►

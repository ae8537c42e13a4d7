//! Transient user notices
//!
//! The session pushes a notice for every user-visible outcome (validation
//! failures, degraded network calls, confirmations). The caller drains and
//! displays them. When the board is full the oldest notice is dropped.

use parking_lot::Mutex;
use std::collections::VecDeque;

/// Severity of a notice
#[derive(Debug, Clone, Copy, PartialEq, Eq)]
pub enum NoticeLevel {
    /// Confirmation or neutral information
    Info,
    /// Something failed but the session continues
    Error,
}

/// A message for the user
#[derive(Debug, Clone, PartialEq, Eq)]
pub struct Notice {
    /// Severity
    pub level: NoticeLevel,
    /// Short heading
    pub title: String,
    /// Detail line
    pub description: String,
}

impl Notice {
    /// Informational notice
    #[must_use]
    pub fn info(title: impl Into<String>, description: impl Into<String>) -> Self {
        Self {
            level: NoticeLevel::Info,
            title: title.into(),
            description: description.into(),
        }
    }

    /// Error notice
    #[must_use]
    pub fn error(description: impl Into<String>) -> Self {
        Self {
            level: NoticeLevel::Error,
            title: "Error".to_string(),
            description: description.into(),
        }
    }
}

/// Bounded queue of undrained notices
#[derive(Debug)]
pub struct NoticeBoard {
    capacity: usize,
    queue: Mutex<VecDeque<Notice>>,
}

impl NoticeBoard {
    /// Board keeping at most `capacity` notices
    #[must_use]
    pub fn new(capacity: usize) -> Self {
        Self {
            capacity: capacity.max(1),
            queue: Mutex::new(VecDeque::new()),
        }
    }

    /// Add a notice
    pub fn push(&self, notice: Notice) {
        let mut queue = self.queue.lock();
        if queue.len() == self.capacity {
            queue.pop_front();
        }
        queue.push_back(notice);
    }

    /// Remove and return every notice, oldest first
    pub fn drain(&self) -> Vec<Notice> {
        self.queue.lock().drain(..).collect()
    }

    /// Number of waiting notices
    #[must_use]
    pub fn len(&self) -> usize {
        self.queue.lock().len()
    }

    /// Whether no notices are waiting
    #[must_use]
    pub fn is_empty(&self) -> bool {
        self.queue.lock().is_empty()
    }
}

#[cfg(test)]
mod tests {
    use super::*;

    #[test]
    fn drops_oldest_when_full() {
        let board = NoticeBoard::new(2);
        board.push(Notice::error("one"));
        board.push(Notice::error("two"));
        board.push(Notice::info("Deleted", "three"));

        let drained = board.drain();
        assert_eq!(drained.len(), 2);
        assert_eq!(drained[0].description, "two");
        assert_eq!(drained[1].level, NoticeLevel::Info);
        assert!(board.is_empty());
    }
}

◄

§ **Your objective**: Extract from the records above the lines from the one containing "let board = NoticeBoard::new(2);" to the one containing "assert_eq!(drained.len(), 2);", both lines included, exactly as they appear and with nothing else.

§ **Exercise result**:
        let board = NoticeBoard::new(2);
        board.push(Notice::error("one"));
        board.push(Notice::error("two"));
        board.push(Notice::info("Deleted", "three"));

        let drained = board.drain();
        assert_eq!(drained.len(), 2);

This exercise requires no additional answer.